-- Problem --
Could you report every line from the entries that includes the word "flush"?

-- Records for processing follows --

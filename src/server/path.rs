//! Request path to filesystem path mapping.

use std::path::PathBuf;

/// Maps request paths onto the document root.
#[derive(Debug, Clone)]
pub struct PathResolver {
    root: String,
    default_document: String,
}

impl PathResolver {
    pub fn new(root: impl Into<String>, default_document: impl Into<String>) -> Self {
        Self {
            root: root.into(),
            default_document: default_document.into(),
        }
    }

    /// Resolve a request path to its target file.
    ///
    /// The result is the document root followed by the request path, byte for byte.
    /// A path ending in `/` gets the default document appended. Nothing is decoded
    /// or normalized, so `..` segments reach the filesystem unchanged; callers that
    /// need containment check [`PathResolver::escapes_root`] first.
    pub fn resolve(&self, path: &str) -> PathBuf {
        let capacity = self.root.len() + path.len() + self.default_document.len();
        let mut target = String::with_capacity(capacity);
        target.push_str(&self.root);
        target.push_str(path);
        if path.ends_with('/') {
            target.push_str(&self.default_document);
        }
        PathBuf::from(target)
    }

    /// Whether the request path has a `..` segment.
    pub fn escapes_root(path: &str) -> bool {
        path.split(['/', '\\']).any(|segment| segment == "..")
    }
}

#[cfg(test)]
mod tests {
    use std::path::Path;

    use super::*;

    fn resolver() -> PathResolver {
        PathResolver::new("public", "index.html")
    }

    #[test]
    fn test_plain_path_is_concatenated() {
        assert_eq!(resolver().resolve("/style.css"), Path::new("public/style.css"));
        assert_eq!(resolver().resolve("/a/b/c.js"), Path::new("public/a/b/c.js"));
    }

    #[test]
    fn test_trailing_separator_gets_default_document() {
        assert_eq!(resolver().resolve("/"), Path::new("public/index.html"));
        assert_eq!(resolver().resolve("/subdir/"), Path::new("public/subdir/index.html"));
    }

    #[test]
    fn test_no_normalization() {
        // Path equality is per component, so compare the raw strings.
        assert_eq!(resolver().resolve("//x").to_str(), Some("public//x"));
        assert_eq!(resolver().resolve("/./x").to_str(), Some("public/./x"));
        assert_eq!(resolver().resolve("/a%20b").to_str(), Some("public/a%20b"));
        assert_eq!(resolver().resolve("/../secret").to_str(), Some("public/../secret"));
        assert_eq!(resolver().resolve("noslash").to_str(), Some("publicnoslash"));
    }

    #[test]
    fn test_directory_without_separator_is_literal() {
        assert_eq!(resolver().resolve("/subdir").to_str(), Some("public/subdir"));
    }

    #[test]
    fn test_escapes_root() {
        assert!(PathResolver::escapes_root("/../etc/passwd"));
        assert!(PathResolver::escapes_root("/a/.."));
        assert!(PathResolver::escapes_root("/a\\..\\b"));
        assert!(!PathResolver::escapes_root("/a/..b/c"));
        assert!(!PathResolver::escapes_root("/index.html"));
        assert!(!PathResolver::escapes_root("/"));
    }
}
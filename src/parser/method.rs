//! HTTP request methods.

use std::fmt;
use std::str::FromStr;

use crate::parser::error::Error;

/// HTTP request methods as defined in RFC 7231, plus any other token a client sends.
///
/// Parsing never fails on an unknown token: the daemon answers every method other
/// than `GET` with 405, so the token is kept for logging instead of being rejected.
#[derive(Debug, Clone, PartialEq, Eq, Hash)]
pub enum Method {
    /// GET method: Requests a representation of the specified resource.
    GET,
    /// POST method: Submits data to be processed to the identified resource.
    POST,
    /// PUT method: Replaces all current representations of the target resource.
    PUT,
    /// DELETE method: Deletes the specified resource.
    DELETE,
    /// HEAD method: Same as GET but only transfers the status line and header section.
    HEAD,
    /// OPTIONS method: Describes the communication options for the target resource.
    OPTIONS,
    /// PATCH method: Applies partial modifications to a resource.
    PATCH,
    /// Any other token.
    Other(String),
}

impl Method {
    /// Whether this is the one retrieval method the daemon serves.
    pub fn is_retrieval(&self) -> bool {
        matches!(self, Method::GET)
    }
}

impl FromStr for Method {
    type Err = Error;

    fn from_str(s: &str) -> Result<Self, Self::Err> {
        Ok(match s {
            "GET" => Method::GET,
            "POST" => Method::POST,
            "PUT" => Method::PUT,
            "DELETE" => Method::DELETE,
            "HEAD" => Method::HEAD,
            "OPTIONS" => Method::OPTIONS,
            "PATCH" => Method::PATCH,
            other => Method::Other(other.to_string()),
        })
    }
}

impl fmt::Display for Method {
    fn fmt(&self, f: &mut fmt::Formatter<'_>) -> fmt::Result {
        match self {
            Method::Other(token) => f.write_str(token),
            known => write!(f, "{known:?}"),
        }
    }
}
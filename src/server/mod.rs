//! Static file server.
//!
//! One connection carries one request: the acceptor hands each connection to its own
//! task, the handler reads the request line, maps the path onto the document root,
//! and frames exactly one response before closing.

mod response;
mod config;
mod error;
mod handler;
mod http_server;
mod mime;
mod path;

// Re-export public items
pub use response::{HttpResponse, StatusCode};
pub use config::{ServerConfig, MAX_CONNECTIONS};
pub use error::Error;
pub use handler::RequestHandler;
pub use http_server::{Accept, AcceptFuture, HttpServer};
pub use mime::{
    extension, mime_for_extension, ContentProbe, FileCommandProbe, MimeResolver, NoProbe,
    ProbeFuture, FALLBACK_MIME_TYPE,
};
pub use path::PathResolver;
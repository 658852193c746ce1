//! Error types for the request-line parser.

use thiserror::Error;

/// Errors that can occur while parsing a request line.
#[derive(Debug, Error)]
pub enum Error {
    /// Nothing was received before the peer stopped sending.
    #[error("Empty request")]
    EmptyRequest,

    /// The request line does not hold exactly method, path and version.
    #[error("Malformed request line: {0}")]
    MalformedRequestLine(String),

    /// The request line is not valid UTF-8.
    #[error("Request line is not valid UTF-8")]
    InvalidEncoding,

    /// No line terminator arrived within the configured limit.
    #[error("Request line exceeds {0} bytes")]
    RequestLineTooLong(usize),
}
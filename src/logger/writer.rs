//! Append-only file writer for the file log layer.

use std::fs::{File, OpenOptions};
use std::io::{self, Write};
use std::path::Path;
use std::sync::{Arc, Mutex, MutexGuard};

use tracing_subscriber::fmt::MakeWriter;

use crate::logger::config::FileConfig;

/// Shares one open log file between all formatting calls.
#[derive(Clone)]
pub struct FileWriter {
    file: Arc<Mutex<File>>,
}

impl FileWriter {
    pub fn new(config: &FileConfig) -> anyhow::Result<Self> {
        if let Some(parent) = config.path.parent() {
            if !parent.as_os_str().is_empty() {
                std::fs::create_dir_all(parent)?;
            }
        }

        let file = open_log_file(&config.path, config.append)?;
        Ok(Self {
            file: Arc::new(Mutex::new(file)),
        })
    }
}

fn open_log_file(path: &Path, append: bool) -> io::Result<File> {
    let mut options = OpenOptions::new();
    options.create(true);
    if append {
        options.append(true);
    } else {
        options.write(true).truncate(true);
    }
    options.open(path)
}

/// Writer handed out per event; holds the file lock until dropped.
pub struct FileWriterGuard<'a> {
    file: MutexGuard<'a, File>,
}

impl Write for FileWriterGuard<'_> {
    fn write(&mut self, buf: &[u8]) -> io::Result<usize> {
        self.file.write(buf)
    }

    fn flush(&mut self) -> io::Result<()> {
        self.file.flush()
    }
}

impl<'a> MakeWriter<'a> for FileWriter {
    type Writer = FileWriterGuard<'a>;

    fn make_writer(&'a self) -> Self::Writer {
        // A panic while logging must not disable logging for good.
        let file = self.file.lock().unwrap_or_else(|e| e.into_inner());
        FileWriterGuard { file }
    }
}
use clap::Parser;

use shop_rs::cli::{Cli, execute_command, init_logger_from_settings, load_and_merge_config};

#[tokio::main]
async fn main() -> anyhow::Result<()> {
    let cli = Cli::parse();

    let settings = load_and_merge_config(&cli)?;
    init_logger_from_settings(&settings)?;

    tracing::debug!(command = ?cli.command, "CLI arguments parsed");

    execute_command(&cli, settings).await?;

    Ok(())
}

-- Records for processing concluded --

-- Completed exercise --
    fn flush(&mut self) -> io::Result<()> {
        self.file.flush()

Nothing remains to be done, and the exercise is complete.